- What the task requires -
Show all lines from the data that include the word "shared".

━━━ Raw data

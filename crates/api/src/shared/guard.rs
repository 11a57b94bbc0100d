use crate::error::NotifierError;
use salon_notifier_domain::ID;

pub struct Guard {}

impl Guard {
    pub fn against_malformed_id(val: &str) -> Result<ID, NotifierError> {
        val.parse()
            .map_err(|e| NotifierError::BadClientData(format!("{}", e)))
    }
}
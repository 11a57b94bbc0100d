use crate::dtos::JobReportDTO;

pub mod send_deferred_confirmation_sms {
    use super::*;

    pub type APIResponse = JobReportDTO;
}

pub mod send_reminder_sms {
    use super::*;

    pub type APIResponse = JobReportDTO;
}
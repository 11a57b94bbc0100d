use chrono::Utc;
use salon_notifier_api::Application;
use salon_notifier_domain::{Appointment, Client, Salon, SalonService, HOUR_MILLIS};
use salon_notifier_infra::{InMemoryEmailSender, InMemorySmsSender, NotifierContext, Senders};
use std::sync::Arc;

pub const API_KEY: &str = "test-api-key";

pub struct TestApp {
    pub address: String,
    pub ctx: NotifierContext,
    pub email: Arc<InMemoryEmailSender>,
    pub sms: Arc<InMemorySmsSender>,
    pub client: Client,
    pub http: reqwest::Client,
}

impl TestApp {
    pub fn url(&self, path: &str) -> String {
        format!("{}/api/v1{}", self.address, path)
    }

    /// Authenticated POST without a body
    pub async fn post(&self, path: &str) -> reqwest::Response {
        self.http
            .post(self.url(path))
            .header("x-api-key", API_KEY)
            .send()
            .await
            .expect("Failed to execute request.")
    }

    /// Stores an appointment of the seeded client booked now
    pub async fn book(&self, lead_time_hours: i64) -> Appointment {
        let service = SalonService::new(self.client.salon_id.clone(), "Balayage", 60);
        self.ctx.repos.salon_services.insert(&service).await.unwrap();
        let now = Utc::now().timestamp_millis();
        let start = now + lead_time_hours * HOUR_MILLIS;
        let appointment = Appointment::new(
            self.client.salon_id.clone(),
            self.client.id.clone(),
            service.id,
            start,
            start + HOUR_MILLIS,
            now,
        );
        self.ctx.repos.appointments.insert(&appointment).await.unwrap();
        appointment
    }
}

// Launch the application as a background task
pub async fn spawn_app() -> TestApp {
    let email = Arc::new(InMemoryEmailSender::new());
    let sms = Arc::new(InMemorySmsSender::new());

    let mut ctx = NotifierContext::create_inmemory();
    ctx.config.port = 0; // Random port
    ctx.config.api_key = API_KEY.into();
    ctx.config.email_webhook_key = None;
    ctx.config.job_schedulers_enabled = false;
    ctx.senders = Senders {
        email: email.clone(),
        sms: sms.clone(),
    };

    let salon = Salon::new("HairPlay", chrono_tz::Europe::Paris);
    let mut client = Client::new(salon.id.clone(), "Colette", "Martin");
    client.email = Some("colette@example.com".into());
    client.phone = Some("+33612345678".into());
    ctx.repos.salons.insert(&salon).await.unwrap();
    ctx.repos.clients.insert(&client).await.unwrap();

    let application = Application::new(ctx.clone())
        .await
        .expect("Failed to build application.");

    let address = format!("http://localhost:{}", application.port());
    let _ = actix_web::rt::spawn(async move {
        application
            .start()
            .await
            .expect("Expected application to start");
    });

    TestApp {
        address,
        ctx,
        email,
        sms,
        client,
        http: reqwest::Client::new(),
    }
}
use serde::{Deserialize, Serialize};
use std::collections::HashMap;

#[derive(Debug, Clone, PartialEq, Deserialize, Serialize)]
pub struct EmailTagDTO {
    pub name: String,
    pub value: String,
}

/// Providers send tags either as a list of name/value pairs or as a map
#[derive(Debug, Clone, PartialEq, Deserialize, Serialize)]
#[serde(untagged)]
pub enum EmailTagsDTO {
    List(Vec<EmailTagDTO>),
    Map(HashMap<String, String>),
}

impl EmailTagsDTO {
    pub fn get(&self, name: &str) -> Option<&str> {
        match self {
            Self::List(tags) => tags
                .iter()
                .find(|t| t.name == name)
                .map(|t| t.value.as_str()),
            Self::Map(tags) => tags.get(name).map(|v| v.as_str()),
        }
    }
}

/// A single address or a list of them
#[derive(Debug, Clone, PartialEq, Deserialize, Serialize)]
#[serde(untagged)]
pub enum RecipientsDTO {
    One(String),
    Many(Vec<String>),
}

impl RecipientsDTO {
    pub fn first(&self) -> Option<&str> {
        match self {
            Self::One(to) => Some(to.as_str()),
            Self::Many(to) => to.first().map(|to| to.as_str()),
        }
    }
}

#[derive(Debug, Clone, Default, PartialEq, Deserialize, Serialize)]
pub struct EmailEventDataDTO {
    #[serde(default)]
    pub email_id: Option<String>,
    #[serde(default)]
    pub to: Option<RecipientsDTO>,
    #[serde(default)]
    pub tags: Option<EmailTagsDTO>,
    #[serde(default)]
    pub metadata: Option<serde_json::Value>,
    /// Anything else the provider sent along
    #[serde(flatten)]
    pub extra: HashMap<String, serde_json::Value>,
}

━━━━━━
━━━ Raw data

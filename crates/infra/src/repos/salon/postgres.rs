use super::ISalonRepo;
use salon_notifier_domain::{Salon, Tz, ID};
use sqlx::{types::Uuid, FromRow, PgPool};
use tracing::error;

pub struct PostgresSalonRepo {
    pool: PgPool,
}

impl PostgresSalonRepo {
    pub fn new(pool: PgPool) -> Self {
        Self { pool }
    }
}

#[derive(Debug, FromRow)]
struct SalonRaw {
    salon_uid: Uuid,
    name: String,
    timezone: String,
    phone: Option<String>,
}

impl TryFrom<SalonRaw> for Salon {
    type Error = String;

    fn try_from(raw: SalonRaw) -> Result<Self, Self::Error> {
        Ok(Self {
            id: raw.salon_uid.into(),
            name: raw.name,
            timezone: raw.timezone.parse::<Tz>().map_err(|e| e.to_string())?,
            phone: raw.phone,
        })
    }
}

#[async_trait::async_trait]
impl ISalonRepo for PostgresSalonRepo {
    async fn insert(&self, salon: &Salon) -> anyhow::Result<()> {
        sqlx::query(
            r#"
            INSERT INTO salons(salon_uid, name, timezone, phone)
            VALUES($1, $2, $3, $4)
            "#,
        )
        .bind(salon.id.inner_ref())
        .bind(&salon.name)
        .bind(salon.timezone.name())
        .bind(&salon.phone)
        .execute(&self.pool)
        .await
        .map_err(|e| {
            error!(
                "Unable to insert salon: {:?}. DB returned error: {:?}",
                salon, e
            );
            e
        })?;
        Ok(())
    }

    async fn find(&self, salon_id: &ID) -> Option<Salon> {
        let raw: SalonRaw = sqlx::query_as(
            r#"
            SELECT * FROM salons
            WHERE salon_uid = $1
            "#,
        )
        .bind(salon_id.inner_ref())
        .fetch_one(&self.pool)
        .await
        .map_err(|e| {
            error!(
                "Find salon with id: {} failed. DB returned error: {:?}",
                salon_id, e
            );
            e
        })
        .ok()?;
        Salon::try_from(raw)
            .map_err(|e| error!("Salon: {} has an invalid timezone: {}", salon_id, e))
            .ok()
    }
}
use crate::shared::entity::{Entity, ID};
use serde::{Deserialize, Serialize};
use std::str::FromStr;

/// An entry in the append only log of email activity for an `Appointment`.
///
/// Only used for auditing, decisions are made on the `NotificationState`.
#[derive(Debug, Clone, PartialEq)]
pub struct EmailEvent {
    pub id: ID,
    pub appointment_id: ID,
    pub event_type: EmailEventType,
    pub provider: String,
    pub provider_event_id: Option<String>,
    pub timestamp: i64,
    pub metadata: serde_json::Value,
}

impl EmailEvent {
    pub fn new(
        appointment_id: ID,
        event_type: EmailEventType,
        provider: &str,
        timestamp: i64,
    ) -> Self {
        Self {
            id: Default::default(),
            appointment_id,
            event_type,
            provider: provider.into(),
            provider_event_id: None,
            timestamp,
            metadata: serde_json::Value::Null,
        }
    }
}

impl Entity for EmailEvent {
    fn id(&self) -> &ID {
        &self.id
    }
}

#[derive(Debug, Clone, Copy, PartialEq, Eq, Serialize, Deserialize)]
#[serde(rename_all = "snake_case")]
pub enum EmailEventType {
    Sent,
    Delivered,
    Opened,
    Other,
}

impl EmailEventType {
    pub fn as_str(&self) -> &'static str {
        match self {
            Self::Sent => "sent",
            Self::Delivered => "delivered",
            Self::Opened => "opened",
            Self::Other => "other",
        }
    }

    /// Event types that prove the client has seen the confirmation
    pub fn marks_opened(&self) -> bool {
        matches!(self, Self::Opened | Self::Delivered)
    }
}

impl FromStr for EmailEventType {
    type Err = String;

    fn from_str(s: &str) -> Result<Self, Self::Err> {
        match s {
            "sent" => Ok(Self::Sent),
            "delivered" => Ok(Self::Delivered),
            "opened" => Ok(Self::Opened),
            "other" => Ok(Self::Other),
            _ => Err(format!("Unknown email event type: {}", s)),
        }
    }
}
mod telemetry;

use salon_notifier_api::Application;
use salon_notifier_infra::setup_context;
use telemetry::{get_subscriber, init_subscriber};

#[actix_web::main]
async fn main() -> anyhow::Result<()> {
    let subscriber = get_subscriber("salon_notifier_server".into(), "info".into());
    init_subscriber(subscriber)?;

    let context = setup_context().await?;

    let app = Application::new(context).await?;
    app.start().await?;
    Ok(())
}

━━━━━━
━━━ Raw data

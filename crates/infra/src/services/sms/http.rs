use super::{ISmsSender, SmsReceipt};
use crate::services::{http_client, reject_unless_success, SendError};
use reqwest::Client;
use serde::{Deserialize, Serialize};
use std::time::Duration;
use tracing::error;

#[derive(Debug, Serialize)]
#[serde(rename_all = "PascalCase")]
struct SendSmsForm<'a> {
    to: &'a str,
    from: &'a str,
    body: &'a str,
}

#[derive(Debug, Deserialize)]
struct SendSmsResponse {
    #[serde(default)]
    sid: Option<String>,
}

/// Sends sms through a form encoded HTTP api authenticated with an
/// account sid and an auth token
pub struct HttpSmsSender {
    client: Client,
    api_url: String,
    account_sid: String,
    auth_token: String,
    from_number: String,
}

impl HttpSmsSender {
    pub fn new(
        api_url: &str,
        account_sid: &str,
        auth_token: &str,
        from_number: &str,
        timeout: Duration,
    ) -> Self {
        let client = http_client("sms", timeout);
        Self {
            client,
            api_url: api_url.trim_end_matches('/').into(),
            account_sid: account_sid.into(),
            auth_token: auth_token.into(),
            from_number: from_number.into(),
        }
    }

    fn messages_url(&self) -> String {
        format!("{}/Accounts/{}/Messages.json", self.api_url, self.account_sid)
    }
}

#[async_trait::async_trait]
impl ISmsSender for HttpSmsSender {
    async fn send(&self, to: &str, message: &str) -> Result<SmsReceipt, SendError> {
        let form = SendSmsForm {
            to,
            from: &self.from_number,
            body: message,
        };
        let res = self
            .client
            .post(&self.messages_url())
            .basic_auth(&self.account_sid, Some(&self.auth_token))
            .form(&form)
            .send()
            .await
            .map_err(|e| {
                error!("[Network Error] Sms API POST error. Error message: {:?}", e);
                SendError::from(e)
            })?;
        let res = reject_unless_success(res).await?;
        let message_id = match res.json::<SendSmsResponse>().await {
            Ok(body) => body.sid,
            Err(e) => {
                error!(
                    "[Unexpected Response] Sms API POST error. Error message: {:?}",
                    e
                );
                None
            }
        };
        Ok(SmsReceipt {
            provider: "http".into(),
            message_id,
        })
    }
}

━━━━━━

- Exercise result -
filename crates/api/src/shared/guard.rs
use crate::shared::entity::{Entity, ID};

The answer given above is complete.